━━ Task input
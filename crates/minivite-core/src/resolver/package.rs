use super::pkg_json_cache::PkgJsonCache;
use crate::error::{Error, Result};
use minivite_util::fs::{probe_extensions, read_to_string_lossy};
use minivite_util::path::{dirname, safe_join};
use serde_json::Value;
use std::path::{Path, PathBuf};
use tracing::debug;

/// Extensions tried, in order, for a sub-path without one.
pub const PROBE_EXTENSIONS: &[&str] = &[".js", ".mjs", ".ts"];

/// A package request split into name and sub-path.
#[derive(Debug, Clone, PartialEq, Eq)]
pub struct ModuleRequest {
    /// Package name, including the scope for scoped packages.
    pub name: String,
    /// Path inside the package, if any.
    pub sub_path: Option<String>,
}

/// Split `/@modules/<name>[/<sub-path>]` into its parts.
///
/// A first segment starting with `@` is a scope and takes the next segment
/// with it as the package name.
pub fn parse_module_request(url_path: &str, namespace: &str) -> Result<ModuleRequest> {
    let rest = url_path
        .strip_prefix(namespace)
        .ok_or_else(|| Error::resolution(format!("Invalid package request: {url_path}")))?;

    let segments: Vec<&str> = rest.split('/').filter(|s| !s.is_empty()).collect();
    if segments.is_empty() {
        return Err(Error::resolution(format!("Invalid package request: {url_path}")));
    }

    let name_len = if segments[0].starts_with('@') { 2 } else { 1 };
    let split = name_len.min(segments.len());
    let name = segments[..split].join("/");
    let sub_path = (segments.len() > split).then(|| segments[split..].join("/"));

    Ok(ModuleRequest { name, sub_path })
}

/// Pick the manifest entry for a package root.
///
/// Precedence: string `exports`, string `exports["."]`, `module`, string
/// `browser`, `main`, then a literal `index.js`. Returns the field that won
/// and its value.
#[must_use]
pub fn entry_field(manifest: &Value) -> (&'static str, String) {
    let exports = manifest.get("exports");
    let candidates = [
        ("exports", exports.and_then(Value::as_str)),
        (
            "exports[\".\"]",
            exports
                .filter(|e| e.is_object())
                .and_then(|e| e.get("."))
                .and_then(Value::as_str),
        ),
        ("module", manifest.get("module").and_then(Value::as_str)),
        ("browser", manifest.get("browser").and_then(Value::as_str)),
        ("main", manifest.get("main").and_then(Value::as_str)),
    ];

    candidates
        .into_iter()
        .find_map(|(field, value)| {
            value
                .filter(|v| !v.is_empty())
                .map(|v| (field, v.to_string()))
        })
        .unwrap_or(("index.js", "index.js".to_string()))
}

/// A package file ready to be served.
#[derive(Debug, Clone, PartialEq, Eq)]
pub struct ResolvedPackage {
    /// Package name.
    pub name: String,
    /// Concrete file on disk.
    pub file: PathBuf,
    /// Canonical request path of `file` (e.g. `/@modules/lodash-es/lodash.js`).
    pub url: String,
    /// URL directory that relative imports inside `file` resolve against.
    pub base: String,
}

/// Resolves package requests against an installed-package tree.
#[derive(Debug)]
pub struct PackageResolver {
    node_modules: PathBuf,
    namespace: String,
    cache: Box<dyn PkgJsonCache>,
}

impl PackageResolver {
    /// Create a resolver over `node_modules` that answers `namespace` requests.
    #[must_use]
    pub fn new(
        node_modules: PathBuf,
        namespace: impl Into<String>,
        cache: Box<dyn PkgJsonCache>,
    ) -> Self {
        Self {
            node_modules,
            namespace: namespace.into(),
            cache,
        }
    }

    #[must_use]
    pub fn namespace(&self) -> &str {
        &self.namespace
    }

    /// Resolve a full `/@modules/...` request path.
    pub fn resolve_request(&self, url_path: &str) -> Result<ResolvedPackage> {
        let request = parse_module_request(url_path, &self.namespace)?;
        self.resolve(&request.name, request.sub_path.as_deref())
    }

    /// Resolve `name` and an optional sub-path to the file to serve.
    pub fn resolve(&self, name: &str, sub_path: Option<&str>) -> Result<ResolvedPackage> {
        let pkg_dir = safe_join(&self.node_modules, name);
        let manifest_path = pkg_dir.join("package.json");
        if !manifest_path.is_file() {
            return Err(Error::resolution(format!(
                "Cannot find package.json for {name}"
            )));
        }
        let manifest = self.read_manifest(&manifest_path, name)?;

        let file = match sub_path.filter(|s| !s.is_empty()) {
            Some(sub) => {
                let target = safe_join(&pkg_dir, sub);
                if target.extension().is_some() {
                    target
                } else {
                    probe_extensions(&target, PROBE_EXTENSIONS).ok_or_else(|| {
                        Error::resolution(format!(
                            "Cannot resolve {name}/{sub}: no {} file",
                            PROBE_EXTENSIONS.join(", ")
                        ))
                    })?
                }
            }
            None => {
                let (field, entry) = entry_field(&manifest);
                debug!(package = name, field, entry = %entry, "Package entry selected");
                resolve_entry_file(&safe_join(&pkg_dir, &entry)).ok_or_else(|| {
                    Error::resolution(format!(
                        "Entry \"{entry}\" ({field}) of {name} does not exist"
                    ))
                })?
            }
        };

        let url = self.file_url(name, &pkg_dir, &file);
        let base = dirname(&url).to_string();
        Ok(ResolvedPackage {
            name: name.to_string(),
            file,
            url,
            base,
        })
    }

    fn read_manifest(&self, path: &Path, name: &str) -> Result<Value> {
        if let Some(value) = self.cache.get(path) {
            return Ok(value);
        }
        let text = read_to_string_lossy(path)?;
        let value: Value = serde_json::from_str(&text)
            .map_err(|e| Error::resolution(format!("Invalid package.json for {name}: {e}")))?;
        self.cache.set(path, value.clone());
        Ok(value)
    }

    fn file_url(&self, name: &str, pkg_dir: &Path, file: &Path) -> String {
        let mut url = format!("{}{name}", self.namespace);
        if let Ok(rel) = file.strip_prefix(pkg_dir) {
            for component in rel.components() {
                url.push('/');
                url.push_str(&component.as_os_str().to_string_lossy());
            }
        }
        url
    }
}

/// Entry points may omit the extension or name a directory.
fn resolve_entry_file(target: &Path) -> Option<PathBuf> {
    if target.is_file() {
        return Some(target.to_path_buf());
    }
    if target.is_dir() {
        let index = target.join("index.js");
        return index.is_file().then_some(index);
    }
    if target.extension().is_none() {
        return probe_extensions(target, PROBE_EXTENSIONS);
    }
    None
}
━━━━
━━ Task input
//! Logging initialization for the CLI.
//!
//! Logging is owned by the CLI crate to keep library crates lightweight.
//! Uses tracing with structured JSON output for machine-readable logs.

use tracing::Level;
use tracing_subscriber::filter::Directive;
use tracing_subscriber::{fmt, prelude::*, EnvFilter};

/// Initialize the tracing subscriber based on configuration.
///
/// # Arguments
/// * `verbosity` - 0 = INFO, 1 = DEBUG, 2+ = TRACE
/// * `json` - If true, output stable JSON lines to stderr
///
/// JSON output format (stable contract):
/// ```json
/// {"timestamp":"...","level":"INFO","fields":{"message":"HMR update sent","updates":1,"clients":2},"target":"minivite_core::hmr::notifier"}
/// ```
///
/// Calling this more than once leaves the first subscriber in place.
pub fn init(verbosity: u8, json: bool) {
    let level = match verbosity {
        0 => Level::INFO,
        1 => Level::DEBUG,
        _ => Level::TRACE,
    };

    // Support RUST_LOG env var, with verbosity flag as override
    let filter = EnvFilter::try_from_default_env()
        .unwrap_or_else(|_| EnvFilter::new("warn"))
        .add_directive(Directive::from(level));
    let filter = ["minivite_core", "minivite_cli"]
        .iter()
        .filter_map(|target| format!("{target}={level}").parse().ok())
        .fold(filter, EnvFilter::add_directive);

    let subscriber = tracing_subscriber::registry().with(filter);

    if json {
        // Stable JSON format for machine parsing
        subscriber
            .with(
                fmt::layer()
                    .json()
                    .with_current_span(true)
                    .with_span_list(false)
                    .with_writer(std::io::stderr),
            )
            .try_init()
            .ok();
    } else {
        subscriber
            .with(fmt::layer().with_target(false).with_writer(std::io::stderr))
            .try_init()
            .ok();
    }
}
━━━━
━━ Task input
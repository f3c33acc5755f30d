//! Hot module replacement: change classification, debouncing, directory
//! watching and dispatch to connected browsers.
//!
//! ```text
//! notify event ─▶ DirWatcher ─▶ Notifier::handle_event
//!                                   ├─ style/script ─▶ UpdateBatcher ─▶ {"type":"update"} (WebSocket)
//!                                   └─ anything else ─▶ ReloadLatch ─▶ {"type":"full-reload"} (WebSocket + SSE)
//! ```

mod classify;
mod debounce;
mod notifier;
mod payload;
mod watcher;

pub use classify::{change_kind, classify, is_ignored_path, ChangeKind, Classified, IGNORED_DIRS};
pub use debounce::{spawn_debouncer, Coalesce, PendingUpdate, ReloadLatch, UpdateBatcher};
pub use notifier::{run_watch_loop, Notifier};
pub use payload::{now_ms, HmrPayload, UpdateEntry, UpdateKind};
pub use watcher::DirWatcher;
━━━━
What you will do. Where does "Invalid" appear in the records above? Copy every line that has it.

Expected answer.
        .ok_or_else(|| Error::resolution(format!("Invalid package request: {url_path}")))?;
        return Err(Error::resolution(format!("Invalid package request: {url_path}")));
            .map_err(|e| Error::resolution(format!("Invalid package.json for {name}: {e}")))?;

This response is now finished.